◆ **Records to use**:
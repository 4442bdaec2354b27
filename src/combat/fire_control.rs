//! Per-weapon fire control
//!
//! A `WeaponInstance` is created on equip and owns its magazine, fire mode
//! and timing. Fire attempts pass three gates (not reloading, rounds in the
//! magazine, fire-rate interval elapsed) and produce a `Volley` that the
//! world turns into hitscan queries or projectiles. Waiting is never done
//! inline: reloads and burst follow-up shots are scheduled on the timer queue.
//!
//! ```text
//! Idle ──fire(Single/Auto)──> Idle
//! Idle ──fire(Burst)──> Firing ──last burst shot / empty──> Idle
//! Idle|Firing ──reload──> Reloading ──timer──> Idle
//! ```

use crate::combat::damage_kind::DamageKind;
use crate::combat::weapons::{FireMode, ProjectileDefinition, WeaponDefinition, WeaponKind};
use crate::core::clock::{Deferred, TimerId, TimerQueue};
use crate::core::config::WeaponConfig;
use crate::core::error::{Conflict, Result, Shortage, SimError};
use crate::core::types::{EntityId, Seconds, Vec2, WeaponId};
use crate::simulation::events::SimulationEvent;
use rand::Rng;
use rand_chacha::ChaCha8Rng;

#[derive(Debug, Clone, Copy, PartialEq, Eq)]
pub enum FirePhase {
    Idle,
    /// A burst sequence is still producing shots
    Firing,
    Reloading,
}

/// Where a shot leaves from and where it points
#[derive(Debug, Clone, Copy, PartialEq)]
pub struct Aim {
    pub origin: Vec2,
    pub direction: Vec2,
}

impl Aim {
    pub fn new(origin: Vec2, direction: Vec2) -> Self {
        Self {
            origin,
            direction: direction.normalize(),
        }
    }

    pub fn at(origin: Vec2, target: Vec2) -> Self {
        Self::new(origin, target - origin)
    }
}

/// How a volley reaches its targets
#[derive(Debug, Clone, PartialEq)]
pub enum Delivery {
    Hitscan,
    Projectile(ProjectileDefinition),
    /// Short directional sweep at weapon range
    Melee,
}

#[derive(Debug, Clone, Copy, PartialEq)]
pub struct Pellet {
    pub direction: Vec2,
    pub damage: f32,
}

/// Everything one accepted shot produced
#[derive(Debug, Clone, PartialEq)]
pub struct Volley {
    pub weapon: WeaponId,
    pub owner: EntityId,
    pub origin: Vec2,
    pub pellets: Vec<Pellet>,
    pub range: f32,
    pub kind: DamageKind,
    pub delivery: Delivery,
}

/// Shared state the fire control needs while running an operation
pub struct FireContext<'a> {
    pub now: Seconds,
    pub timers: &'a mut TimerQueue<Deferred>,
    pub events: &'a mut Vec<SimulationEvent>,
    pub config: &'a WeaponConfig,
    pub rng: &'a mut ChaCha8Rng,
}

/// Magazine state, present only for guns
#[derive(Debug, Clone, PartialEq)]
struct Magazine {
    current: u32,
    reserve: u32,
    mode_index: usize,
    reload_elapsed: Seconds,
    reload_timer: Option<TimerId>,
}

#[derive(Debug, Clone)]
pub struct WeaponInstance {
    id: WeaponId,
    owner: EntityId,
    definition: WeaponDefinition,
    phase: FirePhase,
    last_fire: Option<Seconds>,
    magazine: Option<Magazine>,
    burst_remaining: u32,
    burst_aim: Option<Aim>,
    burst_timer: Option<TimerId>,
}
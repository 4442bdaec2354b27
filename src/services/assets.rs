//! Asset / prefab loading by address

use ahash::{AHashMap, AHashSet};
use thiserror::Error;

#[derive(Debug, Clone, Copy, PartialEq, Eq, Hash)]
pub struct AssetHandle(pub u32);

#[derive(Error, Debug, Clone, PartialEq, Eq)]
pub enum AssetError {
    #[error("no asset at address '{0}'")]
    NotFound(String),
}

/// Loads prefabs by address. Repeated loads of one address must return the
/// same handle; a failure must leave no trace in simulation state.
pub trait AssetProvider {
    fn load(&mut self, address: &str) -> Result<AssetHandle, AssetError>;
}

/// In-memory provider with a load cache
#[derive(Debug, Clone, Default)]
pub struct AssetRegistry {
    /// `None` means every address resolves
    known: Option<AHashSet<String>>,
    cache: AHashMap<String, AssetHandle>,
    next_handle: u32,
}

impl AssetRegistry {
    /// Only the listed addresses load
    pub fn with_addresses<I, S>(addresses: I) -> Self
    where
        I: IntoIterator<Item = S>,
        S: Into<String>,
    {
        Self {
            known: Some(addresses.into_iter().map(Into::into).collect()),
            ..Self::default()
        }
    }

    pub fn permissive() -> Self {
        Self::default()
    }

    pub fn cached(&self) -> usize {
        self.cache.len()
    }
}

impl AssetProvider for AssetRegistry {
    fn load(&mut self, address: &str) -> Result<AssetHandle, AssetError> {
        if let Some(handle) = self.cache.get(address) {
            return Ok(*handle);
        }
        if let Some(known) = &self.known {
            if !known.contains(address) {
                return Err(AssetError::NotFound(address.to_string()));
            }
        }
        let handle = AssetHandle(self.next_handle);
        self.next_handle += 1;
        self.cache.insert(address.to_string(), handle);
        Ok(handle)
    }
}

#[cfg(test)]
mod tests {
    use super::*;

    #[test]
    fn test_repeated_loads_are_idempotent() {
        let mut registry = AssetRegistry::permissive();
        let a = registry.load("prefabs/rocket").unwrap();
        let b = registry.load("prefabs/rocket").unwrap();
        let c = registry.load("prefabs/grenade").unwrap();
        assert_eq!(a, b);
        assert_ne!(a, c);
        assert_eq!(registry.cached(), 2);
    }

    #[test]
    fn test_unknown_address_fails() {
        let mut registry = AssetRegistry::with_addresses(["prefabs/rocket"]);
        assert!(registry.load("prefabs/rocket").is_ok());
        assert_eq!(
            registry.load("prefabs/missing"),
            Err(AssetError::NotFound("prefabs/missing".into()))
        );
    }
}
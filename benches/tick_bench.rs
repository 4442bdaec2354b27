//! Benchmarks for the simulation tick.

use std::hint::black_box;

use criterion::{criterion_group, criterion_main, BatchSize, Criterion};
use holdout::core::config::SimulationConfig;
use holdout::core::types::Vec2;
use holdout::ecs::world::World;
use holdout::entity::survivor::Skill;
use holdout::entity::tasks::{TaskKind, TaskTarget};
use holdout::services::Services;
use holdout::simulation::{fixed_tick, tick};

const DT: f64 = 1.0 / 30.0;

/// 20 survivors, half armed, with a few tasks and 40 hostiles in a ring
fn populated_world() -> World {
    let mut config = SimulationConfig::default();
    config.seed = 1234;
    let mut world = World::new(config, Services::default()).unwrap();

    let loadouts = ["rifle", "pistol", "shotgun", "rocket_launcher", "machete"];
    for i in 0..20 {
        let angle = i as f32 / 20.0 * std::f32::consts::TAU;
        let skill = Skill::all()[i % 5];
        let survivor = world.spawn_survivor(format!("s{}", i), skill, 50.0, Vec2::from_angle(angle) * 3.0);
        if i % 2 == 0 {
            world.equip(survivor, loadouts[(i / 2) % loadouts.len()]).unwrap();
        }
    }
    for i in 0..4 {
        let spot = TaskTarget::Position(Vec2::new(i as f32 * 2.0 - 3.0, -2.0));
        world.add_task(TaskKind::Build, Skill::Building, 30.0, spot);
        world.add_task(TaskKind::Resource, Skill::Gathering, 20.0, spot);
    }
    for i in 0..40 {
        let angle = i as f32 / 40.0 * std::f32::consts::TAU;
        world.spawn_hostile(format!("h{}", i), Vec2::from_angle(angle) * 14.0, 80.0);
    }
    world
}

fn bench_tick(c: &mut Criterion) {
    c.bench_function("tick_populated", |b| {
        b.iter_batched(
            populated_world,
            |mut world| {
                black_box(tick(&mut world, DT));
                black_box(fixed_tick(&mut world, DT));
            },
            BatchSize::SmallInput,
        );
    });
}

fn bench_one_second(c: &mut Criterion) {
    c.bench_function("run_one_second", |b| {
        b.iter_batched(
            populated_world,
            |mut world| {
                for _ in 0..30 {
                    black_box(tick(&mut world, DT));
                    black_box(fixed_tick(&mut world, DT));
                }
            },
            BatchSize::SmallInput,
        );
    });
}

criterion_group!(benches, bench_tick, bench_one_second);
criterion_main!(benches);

◆ **Work to complete**: Take from the listing above each line that contains the string "Clone".

◆ **Solution**:
#[derive(Debug, Clone, Copy, PartialEq, Eq)]
#[derive(Debug, Clone, Copy, PartialEq)]
#[derive(Debug, Clone, PartialEq)]
#[derive(Debug, Clone, Copy, PartialEq)]
#[derive(Debug, Clone, PartialEq)]
#[derive(Debug, Clone, PartialEq)]
#[derive(Debug, Clone)]
#[derive(Debug, Clone, Copy, PartialEq, Eq, Hash)]
#[derive(Error, Debug, Clone, PartialEq, Eq)]
#[derive(Debug, Clone, Default)]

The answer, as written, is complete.